= WHAT TO PRODUCE =
After finding the line that contains "to the calls" in the material below, print that line and all subsequent lines exactly, up to and including the last.

::::

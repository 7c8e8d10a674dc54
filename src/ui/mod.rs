//! User interface subsystem - OLED screens for the one-button camera.
//!
//! Output only: the program task renders one screen at a time on the
//! SSD1306 through [`Screens`], while input arrives separately through the
//! shutter event bus. Rendering happens strictly under the arbiter's
//! display guard.
//!
//! ## Screens
//!
//! - **Home**: battery gauge, flash marker, idle prompt
//! - **Taking picture**: transient feedback while the save worker runs
//! - **Flash**: long-press toggles the lamp for the next capture
//! - **Film download**: placeholder for the film-transfer collaborator

pub mod display;

pub use display::Screens;
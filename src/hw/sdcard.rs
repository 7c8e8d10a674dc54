//! Removable card over SPI with a FAT volume.
//!
//! No RTC on the board; file timestamps are fixed.

use embedded_sdmmc::{Mode, SdCard, TimeSource, Timestamp, VolumeIdx, VolumeManager};

use crate::error::SaveError;
use crate::tasks::save::StorageCard;

#[derive(Default, Clone, Copy)]
pub struct FixedTimeSource;

impl TimeSource for FixedTimeSource {
    fn get_timestamp(&self) -> Timestamp {
        Timestamp {
            year_since_1970: 56,
            zero_indexed_month: 0,
            zero_indexed_day: 0,
            hours: 0,
            minutes: 0,
            seconds: 0,
        }
    }
}

pub struct SdStorage<SPI, D>
where
    SPI: embedded_hal::spi::SpiDevice,
    D: embedded_hal::delay::DelayNs,
{
    volume_mgr: VolumeManager<SdCard<SPI, D>, FixedTimeSource>,
}

impl<SPI, D> SdStorage<SPI, D>
where
    SPI: embedded_hal::spi::SpiDevice,
    D: embedded_hal::delay::DelayNs,
{
    pub fn new(spi: SPI, delay: D) -> Self {
        let card = SdCard::new(spi, delay);
        Self {
            volume_mgr: VolumeManager::new(card, FixedTimeSource),
        }
    }
}

impl<SPI, D> StorageCard for SdStorage<SPI, D>
where
    SPI: embedded_hal::spi::SpiDevice,
    D: embedded_hal::delay::DelayNs,
{
    fn mount(&mut self) -> Result<(), SaveError> {
        // the card may have been swapped since the last capture; force a
        // fresh init handshake
        self.volume_mgr.device().mark_card_uninit();

        if self.volume_mgr.device().num_bytes().is_err() {
            return Err(SaveError::CardInit);
        }

        match self.volume_mgr.open_volume(VolumeIdx(0)) {
            Ok(_) => Ok(()),
            Err(_) => Err(SaveError::CardMount),
        }
    }

    fn write_jpeg(&mut self, name: &str, data: &[u8]) -> Result<(), SaveError> {
        let mut volume = self
            .volume_mgr
            .open_volume(VolumeIdx(0))
            .map_err(|_| SaveError::CardMount)?;
        let mut root = volume.open_root_dir().map_err(|_| SaveError::FileOpen)?;
        let mut file = root
            .open_file_in_dir(name, Mode::ReadWriteCreateOrTruncate)
            .map_err(|_| SaveError::FileOpen)?;

        file.write(data).map_err(|_| SaveError::FileWrite)?;
        file.flush().map_err(|_| SaveError::FileWrite)?;
        Ok(())
    }

    fn unmount(&mut self) {
        // volume, directory and file handles are all scoped to the calls
        // above; nothing persistent to tear down
    }
}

::::

= OUTPUT OF THE EXERCISE =
        // volume, directory and file handles are all scoped to the calls
        // above; nothing persistent to tear down
    }
}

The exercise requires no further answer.